My Wobbly Bicycle, 55

Posted by on Dec 25, 2013 | 19 comments

snow 2013Christmas day, snow falling feathery, heaped. Deeply comforting. No sharp corners. It’s stunningly beautiful and one of the reasons we live here. If I could put my skis on or even go snowshoeing, that would be nice, but there’s this hip pain . . . . I did shovel a little, shame on me. Jerry’s recuperating from his back surgery, so we’re not going anywhere for a while. I love stopping. I love that in general, having an excuse to hibernate. I love that about poems, the way they stop. I love the lyric impulse.  When there’s stopping, things burst their seams.

We have no family here. Jerry’s daughter Amy’s coming on Friday. Friends have stopped by, brought us wine, jams, cookies, little gifts, and whole meals. For us, 2013 has been a year of being recipients of great love and generosity. I’ve always been wary of sentimentality, which I think I’ve often translated as letting feelings show.  Maybe I’d say the right thing, but the feeling of it was tamped down. Plenty of reasons in my past why that might be so, but there seems to be a softening here, now, which even makes me aware of my writing in a different way.
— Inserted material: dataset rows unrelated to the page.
//! Markup color-code translation applied to `colorize`d string fields.

/// Translates color markup in configured strings.
///
/// Any `Fn(&str) -> String` closure is a translator.
pub trait ColorTranslator: Send + Sync {
    /// Returns `text` with its color markup translated.
    fn translate(&self, text: &str) -> String;
}

impl<F> ColorTranslator for F
where
    F: Fn(&str) -> String + Send + Sync,
{
    fn translate(&self, text: &str) -> String {
        self(text)
    }
}

/// The section sign that introduces a formatting code in translated text.
pub const SECTION_SIGN: char = '\u{00A7}';

/// Formatting codes recognised after the marker character.
const CODES: &str = "0123456789AaBbCcDdEeFfKkLlMmNnOoRrXx";

/// Rewrites `<marker><code>` pairs into `§<code>`, lowercasing the code.
///
/// A marker not followed by a known code is left alone.
///
/// # Example
///
/// ```
/// use compound_config::colorize::{AlternateColorCodes, ColorTranslator};
///
/// let colors = AlternateColorCodes::default();
/// assert_eq!(colors.translate("&cHello"), "\u{00A7}cHello");
/// assert_eq!(colors.translate("R&Z"), "R&Z");
/// ```
#[derive(Debug, Clone, Copy, PartialEq, Eq)]
pub struct AlternateColorCodes {
    marker: char,
}

impl AlternateColorCodes {
    /// Creates a translator using `marker` as the alternate code character.
    #[must_use]
    pub fn new(marker: char) -> Self {
        Self { marker }
    }

    /// Returns the marker character.
    #[must_use]
    pub fn marker(&self) -> char {
        self.marker
    }
}

impl Default for AlternateColorCodes {
    fn default() -> Self {
        Self::new('&')
    }
}

impl ColorTranslator for AlternateColorCodes {
    fn translate(&self, text: &str) -> String {
        let mut out = String::with_capacity(text.len());
        let mut chars = text.chars().peekable();

        while let Some(c) = chars.next() {
            match chars.peek() {
                Some(&code) if c == self.marker && CODES.contains(code) => {
                    out.push(SECTION_SIGN);
                    out.push(code.to_ascii_lowercase());
                    chars.next();
                }
                _ => out.push(c),
            }
        }

        out
    }
}

/// Leaves text untouched.
#[derive(Debug, Clone, Copy, Default, PartialEq, Eq)]
pub struct Verbatim;

impl ColorTranslator for Verbatim {
    fn translate(&self, text: &str) -> String {
        text.to_owned()
    }
}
Heart, and how that shows up in our work, prose or poetry: I don’t know. . . .  I’ve read some effusions that meant to be heart but made me back off. As with some relationships. I’m thinking the difference is, strangely, maybe, equanimity. There’s an opening, a generosity of the heart that shows up in the writing, the art, the music, that stands on its own, not leaning on anything. It doesn’t say, “Oh, look at how soulful I am,” or “Please love me,” or “Aren’t I generous?” It responds without a lot of fuss about it. It’s as if there’s a vacuum that needs to be filled, so it moves in to fill it. The impulse has an almost impersonal quality to it. In Buddhist terms, I’d say that this is an awareness of no-separation. In Christian terms (the only two traditions I know enough about to speak), there’s always Jesus between the impulse and the action.

Speaking of Jesus, whose birthday is celebrated today, Christmas sermons typically emphasize Jesus as representing hope, a new beginning, in a teleological way. A beginning (birth) and an end (death). There’s a beginning (sin) and an end (redemption) . The idea, generally,  is to be good, generous, kind, toward some end.  I prefer the sermons that talk about how we’re eternally at a pivot point, always beginning again whether we’re aware of it or not. And the closer we look, are we sure we know what’s good and what’s not? The book of Job says, more or less, “How can you possibly think you know the ways of God?”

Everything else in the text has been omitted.